Entries shown: Begin

use crate::ncc::{score_map, ScoreMap};
use crate::{Frame, TemplateStore, VisionError};
use ow_capture::{crop_region, regions, Region, RegionSpec};
use std::collections::HashMap;
use tracing::debug;

/// Default score a region must beat to count as present
pub const DEFAULT_THRESHOLD: f64 = 0.9;

/// Boolean and counting queries over the current frame.
///
/// This is the seam between perception logic and the matching backend;
/// state code only ever talks to a `Detector`.
pub trait Detector {
    /// Whether the template named `name` scores above `threshold` anywhere in
    /// its region (or in `region_override`, if given).
    fn detect_present(
        &self,
        name: &str,
        threshold: f64,
        region_override: Option<Region>,
    ) -> Result<bool, VisionError>;

    /// Number of separate matches above `threshold` in the template's region
    fn detect_count(&self, name: &str, threshold: f64) -> Result<usize, VisionError>;

    /// `detect_present` with the default threshold and the template's own region
    fn present(&self, name: &str) -> Result<bool, VisionError> {
        self.detect_present(name, DEFAULT_THRESHOLD, None)
    }
}

/// Matches named templates against fixed HUD regions of the current frame
pub struct RegionMatcher {
    store: TemplateStore,
    regions: HashMap<&'static str, Region>,
    frame: Option<Frame>,
}

impl RegionMatcher {
    /// Build a matcher over the given regions. Every region needs a template
    /// that fits inside it; anything else is a startup error.
    pub fn new(store: TemplateStore, specs: &[RegionSpec]) -> Result<Self, VisionError> {
        let mut by_name = HashMap::new();
        for spec in specs {
            let template = store
                .get(spec.name)
                .ok_or_else(|| VisionError::MissingTemplate {
                    name: spec.name.to_string(),
                    path: format!("t_{}.png", spec.name).into(),
                })?;
            check_fits(spec.name, template.width(), template.height(), &spec.region)?;
            by_name.insert(spec.name, spec.region);
        }

        Ok(Self {
            store,
            regions: by_name,
            frame: None,
        })
    }

    /// Matcher over every well-known region
    pub fn with_default_regions(store: TemplateStore) -> Result<Self, VisionError> {
        Self::new(store, regions::ALL)
    }

    /// Replace the frame all queries run against
    pub fn set_frame(&mut self, frame: Frame) {
        self.frame = Some(frame);
    }

    pub fn frame(&self) -> Option<&Frame> {
        self.frame.as_ref()
    }

    pub fn template_count(&self) -> usize {
        self.store.len()
    }

    /// Full correlation map of `name` over its region (or `region_override`)
    pub fn score_map(
        &self,
        name: &str,
        region_override: Option<Region>,
    ) -> Result<ScoreMap, VisionError> {
        let frame = self.frame.as_ref().ok_or(VisionError::NoFrame)?;
        let template = self
            .store
            .get(name)
            .ok_or_else(|| VisionError::UnknownRegion(name.to_string()))?;
        let region = match region_override {
            Some(r) => {
                check_fits(name, template.width(), template.height(), &r)?;
                r
            }
            None => *self
                .regions
                .get(name)
                .ok_or_else(|| VisionError::UnknownRegion(name.to_string()))?,
        };

        let crop = crop_region(frame.image(), &region);
        if crop.width() < template.width() || crop.height() < template.height() {
            return Err(VisionError::TemplateTooLarge {
                name: name.to_string(),
                template_size: (template.width(), template.height()),
                region_size: crop.dimensions(),
            });
        }
        Ok(score_map(&crop, template))
    }

    /// Best correlation of `name` within its region, in [-1, 1]
    pub fn match_score(&self, name: &str) -> Result<f64, VisionError> {
        Ok(self.score_map(name, None)?.max() as f64)
    }
}

impl Detector for RegionMatcher {
    fn detect_present(
        &self,
        name: &str,
        threshold: f64,
        region_override: Option<Region>,
    ) -> Result<bool, VisionError> {
        let score = self.score_map(name, region_override)?.max() as f64;
        Ok(score > threshold)
    }

    fn detect_count(&self, name: &str, threshold: f64) -> Result<usize, VisionError> {
        let count = self.score_map(name, None)?.count_above(threshold as f32);
        if count > 0 {
            debug!("{}: {} match(es)", name, count);
        }
        Ok(count)
    }
}

fn check_fits(name: &str, tw: u32, th: u32, region: &Region) -> Result<(), VisionError> {
    if tw > region.width() || th > region.height() {
        return Err(VisionError::TemplateTooLarge {
            name: name.to_string(),
            template_size: (tw, th),
            region_size: (region.width(), region.height()),
        });
    }
    Ok(())
}

#[cfg(test)]
mod tests {
    use super::*;
    use crate::Template;
    use image::GrayImage;
    use ow_capture::{BASE_HEIGHT, BASE_WIDTH};

    const ICON: Region = Region::new(100, 140, 200, 300);

    fn icon() -> GrayImage {
        GrayImage::from_fn(12, 12, |x, y| {
            image::Luma([((x * x * 31 + y * 17 + x * y * 7) % 256) as u8])
        })
    }

    fn matcher() -> RegionMatcher {
        let mut store = TemplateStore::default();
        store.insert("icon", Template::new("icon", icon(), None).unwrap());
        let specs = [RegionSpec {
            name: "icon",
            region: ICON,
            masked: false,
        }];
        RegionMatcher::new(store, &specs).unwrap()
    }

    fn frame_with_icons(at: &[(u32, u32)]) -> Frame {
        let mut gray = GrayImage::from_pixel(BASE_WIDTH, BASE_HEIGHT, image::Luma([20]));
        for &(x, y) in at {
            image::imageops::replace(&mut gray, &icon(), x as i64, y as i64);
        }
        Frame::from_gray(gray)
    }

    #[test]
    fn test_no_frame_is_an_error() {
        let m = matcher();
        assert!(matches!(m.present("icon"), Err(VisionError::NoFrame)));
    }

    #[test]
    fn test_detect_present_inside_region() {
        let mut m = matcher();
        m.set_frame(frame_with_icons(&[(230, 110)]));
        assert!(m.present("icon").unwrap());
        assert!(m.match_score("icon").unwrap() > 0.99);
    }

    #[test]
    fn test_icon_outside_region_is_ignored() {
        let mut m = matcher();
        m.set_frame(frame_with_icons(&[(600, 600)]));
        assert!(!m.present("icon").unwrap());
    }

    #[test]
    fn test_region_override_moves_search() {
        let mut m = matcher();
        m.set_frame(frame_with_icons(&[(600, 600)]));
        let shifted = Region::new(590, 630, 580, 680);
        assert!(m.detect_present("icon", 0.9, Some(shifted)).unwrap());
    }

    #[test]
    fn test_override_smaller_than_template_fails() {
        let mut m = matcher();
        m.set_frame(frame_with_icons(&[]));
        let tiny = Region::new(0, 5, 0, 5);
        assert!(matches!(
            m.detect_present("icon", 0.9, Some(tiny)),
            Err(VisionError::TemplateTooLarge { .. })
        ));
    }

    #[test]
    fn test_detect_count_stacked_icons() {
        let mut m = matcher();
        m.set_frame(frame_with_icons(&[(205, 102), (250, 120)]));
        assert_eq!(m.detect_count("icon", 0.9).unwrap(), 2);
    }

    #[test]
    fn test_unknown_region() {
        let mut m = matcher();
        m.set_frame(frame_with_icons(&[]));
        assert!(matches!(
            m.present("missing"),
            Err(VisionError::UnknownRegion(_))
        ));
    }

    #[test]
    fn test_template_larger_than_region_rejected_at_startup() {
        let mut store = TemplateStore::default();
        store.insert("icon", Template::new("icon", icon(), None).unwrap());
        let specs = [RegionSpec {
            name: "icon",
            region: Region::new(0, 8, 0, 8),
            masked: false,
        }];
        assert!(RegionMatcher::new(store, &specs).is_err());
    }
}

Entries shown: End

◆ About this exercise ◆
Lines from the first one above through the line containing "the matching backend;" are to be retyped exactly, both included, and nothing more.

◆ Expected output ◆
use crate::ncc::{score_map, ScoreMap};
use crate::{Frame, TemplateStore, VisionError};
use ow_capture::{crop_region, regions, Region, RegionSpec};
use std::collections::HashMap;
use tracing::debug;

/// Default score a region must beat to count as present
pub const DEFAULT_THRESHOLD: f64 = 0.9;

/// Boolean and counting queries over the current frame.
///
/// This is the seam between perception logic and the matching backend;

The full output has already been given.